In November 2000, an archaeological excavation at Moregine, (Note: Also sometimes called Murecine) to the south of Pompeii, discovered the body of a woman with several pieces of gold jewellery, including a gold bracelet in the shape of a snake. The bracelet, inscribed "dom(i)nus ancillae suae" ("the master to his slave girl"), has been interpreted variously as a gift to a domestic slave, a slave prostitute, or a free woman from her lover.

==Discovery==
The Moregine bracelet was discovered in an excavation of November 2000. It was found in the remains of an inn, on the body of a woman aged about 30 at the time of her death. The bodies of another adult woman and three children were found alongside her. It is likely that they were fleeing Pompeii following the earthquakes which preceded the eruption of Vesuvius, and were killed at the beginning of the eruption.

The bracelet is the "best known and most debated" artifact found, but was one of twelve pieces of gold jewellery either worn by the woman or in a bag found with the body. (Note: Jennifer Baird describes the woman as wearing a hair clip and a ring on her left hand; Meredith Nelson says she was a second snake-shaped bracelet, a ring, and the remains of a necklace.) The bag also contained some gold coins. It is not certain whether all of these valuables were owned by the woman who was found carrying them or if she had looted them in her escape from Pompeii, though Jennifer Baird suggests that her wearing the snake bracelet indicates a possible personal connection.

==Description==
The bracelet is gold, about eight centimeters in diameter and weighs around 500 grams. It is a flattened band which is designed to wrap three times around the wearer's arm. The bracelet has a head and tail carved to look like a snake, with glass-paste eyes and engraved scales.

===Inscription===
On the inside of the bracelet is an inscription, near the head of the snake, reading "dom(i)nus ancillae suae" ("the master to his very own slave girl"). The words are divided by interpuncts, and "II" is used in place of "E". It is not possible to determine when the bracelet was inscribed.

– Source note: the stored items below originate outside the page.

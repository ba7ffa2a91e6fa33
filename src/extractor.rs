//! High level extraction orchestration.
//!
//! Wires together the rate limiter, the per-attempt deadline, the retry
//! controller, and the event bus to expose one resilient operation:
//! extract structured data from a page through the remote service.

use std::sync::Arc;
use std::time::Duration;

use bytes::Bytes;
use serde_json::Value;
use url::Url;

use crate::error::{ExtractError, ExtractResult};
use crate::modules::deadline;
use crate::modules::events::{
	DeliveryOptions, EventBus, EventEnvelope, EventHandler, EventType, LoggingHandler,
};
use crate::modules::rate_limit::RateLimiter;
use crate::modules::retry::{AttemptOutcome, RetryController, RetryPolicy};
use crate::types::{ErrorBody, ExtractResponse, ExtractionRequest, NormalizedRequestBody, Record};
use crate::validation::{self, ProxyCountryValidator};

/// Default service endpoint.
pub const DEFAULT_BASE_URL: &str = "https://api.webextract.dev/v1";

/// Header carrying the credential on every attempt.
const API_KEY_HEADER: &str = "X-API-KEY";

const DEFAULT_ATTEMPT_TIMEOUT: Duration = Duration::from_secs(30);

const NO_DATA_MESSAGE: &str = "the service returned an empty result set for the requested attributes";

/// Client configuration used by the builder. Immutable once built.
#[derive(Debug, Clone)]
pub struct WebExtractorConfig {
	pub api_key: String,
	pub base_url: String,
	pub default_proxy_country: Option<String>,
	/// Deadline applied to each attempt, not to the logical extraction.
	pub attempt_timeout: Duration,
	pub retry_policy: RetryPolicy,
	pub default_logging: bool,
}

impl Default for WebExtractorConfig {
	fn default() -> Self {
		Self {
			api_key: String::new(),
			base_url: DEFAULT_BASE_URL.to_string(),
			default_proxy_country: None,
			attempt_timeout: DEFAULT_ATTEMPT_TIMEOUT,
			retry_policy: RetryPolicy::default(),
			default_logging: true,
		}
	}
}

/// Fluent builder for [`WebExtractor`].
pub struct WebExtractorBuilder {
	config: WebExtractorConfig,
}

impl WebExtractorBuilder {
	pub fn new(api_key: impl Into<String>) -> Self {
		Self {
			config: WebExtractorConfig {
				api_key: api_key.into(),
				..WebExtractorConfig::default()
			},
		}
	}

	pub fn with_base_url(mut self, base_url: impl Into<String>) -> Self {
		self.config.base_url = base_url.into();
		self
	}

	pub fn with_proxy_country(mut self, country: impl Into<String>) -> Self {
		self.config.default_proxy_country = Some(country.into());
		self
	}

	pub fn with_attempt_timeout(mut self, timeout: Duration) -> Self {
		self.config.attempt_timeout = timeout;
		self
	}

	pub fn with_retry_policy(mut self, policy: RetryPolicy) -> Self {
		self.config.retry_policy = policy;
		self
	}

	pub fn disable_default_logging(mut self) -> Self {
		self.config.default_logging = false;
		self
	}

	pub fn build(self) -> ExtractResult<WebExtractor> {
		WebExtractor::with_config(self.config)
	}
}

/// Client for the structured extraction service.
///
/// One instance supports any number of concurrent [`extract`] calls; they
/// share the request-spacing gate and the event registry, nothing else.
///
/// [`extract`]: WebExtractor::extract
pub struct WebExtractor {
	config: WebExtractorConfig,
	http: reqwest::Client,
	extract_endpoint: Url,
	rate_limiter: RateLimiter,
	events: EventBus,
	proxy_countries: ProxyCountryValidator,
}

impl std::fmt::Debug for WebExtractor {
	fn fmt(&self, f: &mut std::fmt::Formatter<'_>) -> std::fmt::Result {
		f.debug_struct("WebExtractor")
			.field("config", &self.config)
			.field("extract_endpoint", &self.extract_endpoint)
			.finish_non_exhaustive()
	}
}

impl WebExtractor {
	/// Construct a client with default configuration.
	pub fn new(api_key: impl Into<String>) -> ExtractResult<Self> {
		WebExtractorBuilder::new(api_key).build()
	}

	/// Obtain a builder to customise the client instance.
	pub fn builder(api_key: impl Into<String>) -> WebExtractorBuilder {
		WebExtractorBuilder::new(api_key)
	}

	fn with_config(config: WebExtractorConfig) -> ExtractResult<Self> {
		validation::validate_api_key(&config.api_key)?;

		let base_url = Url::parse(&config.base_url).map_err(|error| {
			ExtractError::InvalidConfiguration(format!(
				"invalid base URL '{}': {error}",
				config.base_url
			))
		})?;

		let http = reqwest::Client::builder().build().map_err(|error| {
			ExtractError::InvalidConfiguration(format!("failed to build HTTP client: {error}"))
		})?;

		let events = EventBus::new();
		if config.default_logging {
			let logger: Arc<dyn EventHandler> = Arc::new(LoggingHandler);
			for event_type in EventType::WELL_KNOWN {
				events.subscribe(event_type, logger.clone());
			}
		}

		let extract_endpoint = validation::endpoint(&base_url, "extract");
		let proxy_countries = ProxyCountryValidator::new(http.clone(), &base_url);

		Ok(Self {
			config,
			http,
			extract_endpoint,
			rate_limiter: RateLimiter::new(),
			events,
			proxy_countries,
		})
	}

	/// Register a handler for an event type.
	pub fn on(&self, event_type: EventType, handler: Arc<dyn EventHandler>) {
		self.events.subscribe(event_type, handler);
	}

	/// Register a handler and set the event type's delivery options.
	pub fn on_with_options(
		&self,
		event_type: EventType,
		handler: Arc<dyn EventHandler>,
		options: DeliveryOptions,
	) {
		self.events.subscribe_with_options(event_type, handler, options);
	}

	/// Remove a previously registered handler; unknown handlers are a no-op.
	pub fn off(&self, event_type: &EventType, handler: &Arc<dyn EventHandler>) {
		self.events.unsubscribe(event_type, handler);
	}

	/// Drop all handlers for one event type, or for every type.
	pub fn clear(&self, event_type: Option<&EventType>) {
		self.events.clear(event_type);
	}

	/// Extract structured data from the requested page.
	///
	/// Emits `extract:start` before anything else, including input
	/// validation. A malformed target URL surfaces as
	/// [`ExtractError::InvalidInput`] without an `extract:error` emission;
	/// every later failure is announced as `extract:error` and re-raised —
	/// timeouts unchanged, everything else wrapped in
	/// [`ExtractError::Failed`].
	pub async fn extract(&self, request: ExtractionRequest) -> ExtractResult<Vec<Record>> {
		let started = EventEnvelope::new(EventType::ExtractStart)
			.with_payload(serde_json::to_value(&request).unwrap_or(Value::Null));
		self.events.emit(started).await?;

		let target = validation::validate_target_url(&request.url)?;
		log::debug!("extracting {target}");

		match self.run_extraction(&request).await {
			Ok(data) => Ok(data),
			Err(error) => {
				self.events
					.emit(
						EventEnvelope::new(EventType::ExtractError)
							.with_error(error.to_string()),
					)
					.await?;
				match error {
					ExtractError::Timeout { .. } => Err(error),
					other => Err(ExtractError::Failed {
						source: Box::new(other),
					}),
				}
			}
		}
	}

	/// Alias for [`extract`](WebExtractor::extract), provided for
	/// cross-ecosystem naming familiarity. Identical contract.
	pub async fn run(&self, request: ExtractionRequest) -> ExtractResult<Vec<Record>> {
		self.extract(request).await
	}

	/// Alias for [`extract`](WebExtractor::extract), provided for
	/// cross-ecosystem naming familiarity. Identical contract.
	pub async fn arun(&self, request: ExtractionRequest) -> ExtractResult<Vec<Record>> {
		self.extract(request).await
	}

	async fn run_extraction(&self, request: &ExtractionRequest) -> ExtractResult<Vec<Record>> {
		// The body is built once and reused verbatim by every retry of this
		// logical extraction.
		let body = self.normalize(request).await?;
		let body = serde_json::to_value(&body).map_err(|error| {
			ExtractError::InvalidInput(format!("unserializable request body: {error}"))
		})?;

		let cancel = request.cancellation.as_ref();
		let controller = RetryController::new(&self.config.retry_policy, &self.events, cancel);
		let outcome = controller
			.run(|attempt| self.send_attempt(&body, cancel, attempt))
			.await?;

		let status = outcome.status;
		if !status.is_success() {
			return Err(map_status_failure(status, &outcome.body));
		}

		let payload: Value = serde_json::from_slice(&outcome.body).map_err(|error| {
			ExtractError::Server {
				status: status.as_u16(),
				message: format!("invalid response payload: {error}"),
			}
		})?;
		let response: ExtractResponse =
			serde_json::from_value(payload.clone()).map_err(|error| ExtractError::Server {
				status: status.as_u16(),
				message: format!("invalid response payload: {error}"),
			})?;

		if response.data.is_empty() {
			return Err(ExtractError::NoData {
				message: response
					.message
					.unwrap_or_else(|| NO_DATA_MESSAGE.to_string()),
			});
		}

		self.events
			.emit(EventEnvelope::new(EventType::ExtractComplete).with_payload(payload))
			.await?;
		Ok(response.data)
	}

	async fn normalize(&self, request: &ExtractionRequest) -> ExtractResult<NormalizedRequestBody> {
		let proxy_country = match request
			.proxy_country
			.as_deref()
			.or(self.config.default_proxy_country.as_deref())
		{
			Some(country) => {
				self.proxy_countries.validate(country).await?;
				Some(country.to_string())
			}
			None => None,
		};

		Ok(NormalizedRequestBody {
			url: request.url.clone(),
			attributes: request.attributes.clone(),
			proxy_country,
			cookies: request.cookies.clone(),
			mode: request.precision.then_some("precision"),
		})
	}

	/// One attempt: rate-limit wait, then the deadline-bounded transport
	/// call.
	async fn send_attempt(
		&self,
		body: &Value,
		cancel: Option<&tokio_util::sync::CancellationToken>,
		attempt: u32,
	) -> ExtractResult<AttemptOutcome> {
		self.rate_limiter.acquire().await;
		log::debug!("POST {} (attempt {})", self.extract_endpoint, attempt + 1);

		let call = async {
			let response = self
				.http
				.post(self.extract_endpoint.clone())
				.header(API_KEY_HEADER, self.config.api_key.as_str())
				.json(body)
				.send()
				.await
				.map_err(map_transport_error)?;

			let status = response.status();
			let bytes = response.bytes().await.map_err(map_transport_error)?;
			Ok(AttemptOutcome {
				status,
				body: bytes,
			})
		};

		deadline::run_with_deadline(self.config.attempt_timeout, cancel, call).await
	}
}

fn map_status_failure(status: http::StatusCode, body: &Bytes) -> ExtractError {
	let message = parse_error_message(body);
	match status {
		http::StatusCode::UNAUTHORIZED => ExtractError::Unauthorized {
			message: message.unwrap_or_else(|| "invalid API key".to_string()),
		},
		http::StatusCode::TOO_MANY_REQUESTS => ExtractError::RateLimitExceeded {
			message: message
				.unwrap_or_else(|| "rate limit exceeded and retries exhausted".to_string()),
		},
		http::StatusCode::BAD_REQUEST => ExtractError::BadRequest {
			message: message.unwrap_or_else(|| "malformed extraction request".to_string()),
		},
		other => ExtractError::Server {
			status: other.as_u16(),
			message: message
				.unwrap_or_else(|| "unexpected response from extraction service".to_string()),
		},
	}
}

fn map_transport_error(error: reqwest::Error) -> ExtractError {
	if error.is_connect() {
		ExtractError::Network(format!("connection failed: {error}"))
	} else {
		ExtractError::Network(error.to_string())
	}
}

fn parse_error_message(body: &Bytes) -> Option<String> {
	serde_json::from_slice::<ErrorBody>(body)
		.ok()
		.and_then(|parsed| parsed.message)
}

#[cfg(test)]
mod tests {
	use super::*;

	#[test]
	fn short_api_key_is_rejected_at_construction() {
		let error = WebExtractor::new("too-short").unwrap_err();
		assert!(matches!(error, ExtractError::InvalidConfiguration(_)));
	}

	#[test]
	fn builder_produces_a_client_for_a_valid_key() {
		let extractor = WebExtractor::builder("k".repeat(40))
			.with_base_url("https://api.example.com/v1")
			.with_proxy_country("de")
			.with_attempt_timeout(Duration::from_secs(5))
			.with_retry_policy(RetryPolicy::default().with_max_retries(1))
			.build()
			.unwrap();
		assert_eq!(extractor.config.retry_policy.max_retries, 1);
		assert_eq!(
			extractor.extract_endpoint.as_str(),
			"https://api.example.com/v1/extract"
		);
	}

	#[test]
	fn invalid_base_url_is_a_configuration_error() {
		let error = WebExtractor::builder("k".repeat(40))
			.with_base_url("not a url")
			.build()
			.unwrap_err();
		assert!(matches!(error, ExtractError::InvalidConfiguration(_)));
	}
}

The bracelet's inscription, and its implications for the status of the woman wearing it, have been the subject of much academic discussion. Several possible interpretations of this inscription have been put forward, including that it was a gift to a domestic slave or a freedwoman from her master, or to a slave prostitute from a client; that it was worn by a slave prostitute as part of her role, and owned by her master; or that it was a gift between free lovers using slavery as a metaphor for love. Though the interpretation of the bracelet as a gift to a slave has often been seen as evidence of affection between masters and slaves, Jennifer Baird has criticised this view as downplaying the violence and exploitation of ancient slavery.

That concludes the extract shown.